• _Your assignment_
Repeat exactly the lines of the entries below from the one with "if result.version <" through the one with "block is malformed", both ends included, and nothing else.

• _Data under study_

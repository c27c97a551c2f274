//! Per-parse configuration

use crate::ids::{IdGenerator, UuidGenerator};

/// Options shared by the ABR and ASL parsers
#[derive(Clone, Copy)]
pub struct ParseOptions<'a> {
    /// Recorded on every preset, e.g. the file path or `memory://abr`
    pub source: &'a str,
    /// Id source for new presets
    pub ids: &'a dyn IdGenerator,
}

impl<'a> ParseOptions<'a> {
    pub fn new(source: &'a str, ids: &'a dyn IdGenerator) -> Self {
        Self { source, ids }
    }
}

impl Default for ParseOptions<'static> {
    fn default() -> Self {
        Self {
            source: "memory",
            ids: &UuidGenerator,
        }
    }
}

impl std::fmt::Debug for ParseOptions<'_> {
    fn fmt(&self, f: &mut std::fmt::Formatter<'_>) -> std::fmt::Result {
        f.debug_struct("ParseOptions")
            .field("source", &self.source)
            .finish_non_exhaustive()
    }
}
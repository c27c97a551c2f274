//! ABR file parser
//!
//! Layout of a modern (v6+) ABR file:
//!
//! ```text
//! u16 version, u16 subversion
//! repeated: "8BIM", 4-byte key, u32 length, payload
//! ```
//!
//! `samp` blocks hold tip bitmaps, `desc` blocks hold brush metadata, and
//! every other block is skipped. Brushes are assembled by pairing the i-th
//! descriptor with the i-th sample.

use super::samp::parse_samples;
use super::types::{AbrParseResult, AlphaMask, BrushDescriptor, BrushPreset, BrushSample};
use crate::binary::ByteCursor;
use crate::error::DecodeError;
use crate::options::ParseOptions;
use crate::push_warning;

const BLOCK_SIGNATURE: &[u8; 4] = b"8BIM";
const SAMPLE_KEY: &str = "samp";
const DESCRIPTOR_KEY: &str = "desc";

/// Oldest version with the 8BIM block layout. V1/V2 are not supported.
const MIN_SUPPORTED_VERSION: u16 = 6;

/// Main ABR parser
pub struct AbrParser;

impl AbrParser {
    /// Parse an ABR buffer with random preset ids
    pub fn parse(data: &[u8]) -> AbrParseResult {
        Self::parse_with(data, &ParseOptions::default())
    }

    /// Parse an ABR buffer
    pub fn parse_with(data: &[u8], options: &ParseOptions<'_>) -> AbrParseResult {
        let mut result = AbrParseResult::default();

        if data.len() < 4 {
            push_warning(
                &mut result.warnings,
                format!("File too small to be an ABR file ({} bytes)", data.len()),
            );
            return result;
        }

        let mut cursor = ByteCursor::new(data);
        match Self::read_header(&mut cursor) {
            Ok((version, subversion)) => {
                result.version = version;
                result.subversion = subversion;
            }
            Err(e) => {
                push_warning(&mut result.warnings, format!("Failed to read ABR header: {}", e));
                return result;
            }
        }

        tracing::debug!(
            "ABR header: version={}, subversion={}",
            result.version,
            result.subversion
        );

        if result.version < MIN_SUPPORTED_VERSION {
            push_warning(
                &mut result.warnings,
                format!(
                    "ABR version {} is not supported (legacy format, need {} or later)",
                    result.version, MIN_SUPPORTED_VERSION
                ),
            );
            return result;
        }

        Self::walk_blocks(&mut cursor, &mut result);

        result.brushes = Self::assemble_presets(
            &result.descriptors,
            &result.samples,
            options,
            &mut result.warnings,
        );

        tracing::debug!(
            "ABR parsed: {} brushes, {} samples, {} descriptors, {} warnings",
            result.brushes.len(),
            result.samples.len(),
            result.descriptors.len(),
            result.warnings.len()
        );

        result
    }

    /// Read ABR file header
    fn read_header(cursor: &mut ByteCursor<'_>) -> Result<(u16, u16), DecodeError> {
        let version = cursor.read_u16()?;
        let subversion = cursor.read_u16()?;
        Ok((version, subversion))
    }

    /// Read a block key and length after its signature
    fn read_block_header(cursor: &mut ByteCursor<'_>) -> Result<(String, usize), DecodeError> {
        let key = cursor.read_fixed_string(4)?;
        let length = cursor.read_u32()? as usize;
        Ok((key, length))
    }

    /// Iterate 8BIM blocks until the data runs out or a block is malformed
    fn walk_blocks(cursor: &mut ByteCursor<'_>, result: &mut AbrParseResult) {
        while cursor.remaining() >= 4 {
            let block_start = cursor.position();
            let signature = match cursor.read_bytes(4) {
                Ok(signature) => signature,
                Err(_) => break,
            };

            if signature != BLOCK_SIGNATURE {
                push_warning(
                    &mut result.warnings,
                    format!(
                        "Invalid block signature '{}' at offset {}, stopping",
                        signature.iter().map(|&b| char::from(b)).collect::<String>(),
                        block_start
                    ),
                );
                break;
            }

            let (key, length) = match Self::read_block_header(cursor) {
                Ok(header) => header,
                Err(e) => {
                    push_warning(
                        &mut result.warnings,
                        format!("Truncated block header at offset {}: {}", block_start, e),
                    );
                    break;
                }
            };

            if length > cursor.remaining() {
                push_warning(
                    &mut result.warnings,
                    format!(
                        "Block '{}' at offset {} extends beyond file end ({} bytes declared, {} available)",
                        key,
                        block_start,
                        length,
                        cursor.remaining()
                    ),
                );
                break;
            }

            // Length was checked, so this lands exactly on the block end
            let payload = match cursor.read_bytes(length) {
                Ok(payload) => payload,
                Err(_) => break,
            };

            tracing::debug!("8BIM block '{}' at offset {}: {} bytes", key, block_start, length);

            match key.as_str() {
                SAMPLE_KEY => parse_samples(payload, &mut result.samples, &mut result.warnings),
                DESCRIPTOR_KEY => result.descriptors.push(Self::read_brush_descriptor(payload)),
                _ => tracing::debug!("Skipping block '{}'", key),
            }
        }
    }

    /// Brush metadata for a `desc` block.
    ///
    /// The brush descriptor tree is not decoded; every block yields default
    /// metadata.
    fn read_brush_descriptor(payload: &[u8]) -> BrushDescriptor {
        tracing::debug!(
            "desc block of {} bytes, using default brush metadata",
            payload.len()
        );
        BrushDescriptor::default()
    }

    /// Pair descriptors with samples by position
    fn assemble_presets(
        descriptors: &[BrushDescriptor],
        samples: &[BrushSample],
        options: &ParseOptions<'_>,
        warnings: &mut Vec<String>,
    ) -> Vec<BrushPreset> {
        if descriptors.is_empty() {
            if !samples.is_empty() {
                push_warning(
                    warnings,
                    format!(
                        "Found {} brush samples but no descriptors, no presets created",
                        samples.len()
                    ),
                );
            }
            return Vec::new();
        }

        descriptors
            .iter()
            .enumerate()
            .map(|(i, desc)| {
                let tip_image = samples.get(i).and_then(AlphaMask::from_sample);
                let name = if desc.name.is_empty() {
                    format!("Brush {}", i + 1)
                } else {
                    desc.name.clone()
                };

                BrushPreset {
                    id: options.ids.next_id(),
                    name,
                    tip_image,
                    diameter: desc.diameter,
                    hardness: desc.hardness,
                    spacing: desc.spacing,
                    angle: desc.angle,
                    roundness: desc.roundness,
                    source: options.source.to_string(),
                }
            })
            .collect()
    }
}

• _Written answer_
        if result.version < MIN_SUPPORTED_VERSION {
            push_warning(
                &mut result.warnings,
                format!(
                    "ABR version {} is not supported (legacy format, need {} or later)",
                    result.version, MIN_SUPPORTED_VERSION
                ),
            );
            return result;
        }

        Self::walk_blocks(&mut cursor, &mut result);

        result.brushes = Self::assemble_presets(
            &result.descriptors,
            &result.samples,
            options,
            &mut result.warnings,
        );

        tracing::debug!(
            "ABR parsed: {} brushes, {} samples, {} descriptors, {} warnings",
            result.brushes.len(),
            result.samples.len(),
            result.descriptors.len(),
            result.warnings.len()
        );

        result
    }

    /// Read ABR file header
    fn read_header(cursor: &mut ByteCursor<'_>) -> Result<(u16, u16), DecodeError> {
        let version = cursor.read_u16()?;
        let subversion = cursor.read_u16()?;
        Ok((version, subversion))
    }

    /// Read a block key and length after its signature
    fn read_block_header(cursor: &mut ByteCursor<'_>) -> Result<(String, usize), DecodeError> {
        let key = cursor.read_fixed_string(4)?;
        let length = cursor.read_u32()? as usize;
        Ok((key, length))
    }

    /// Iterate 8BIM blocks until the data runs out or a block is malformed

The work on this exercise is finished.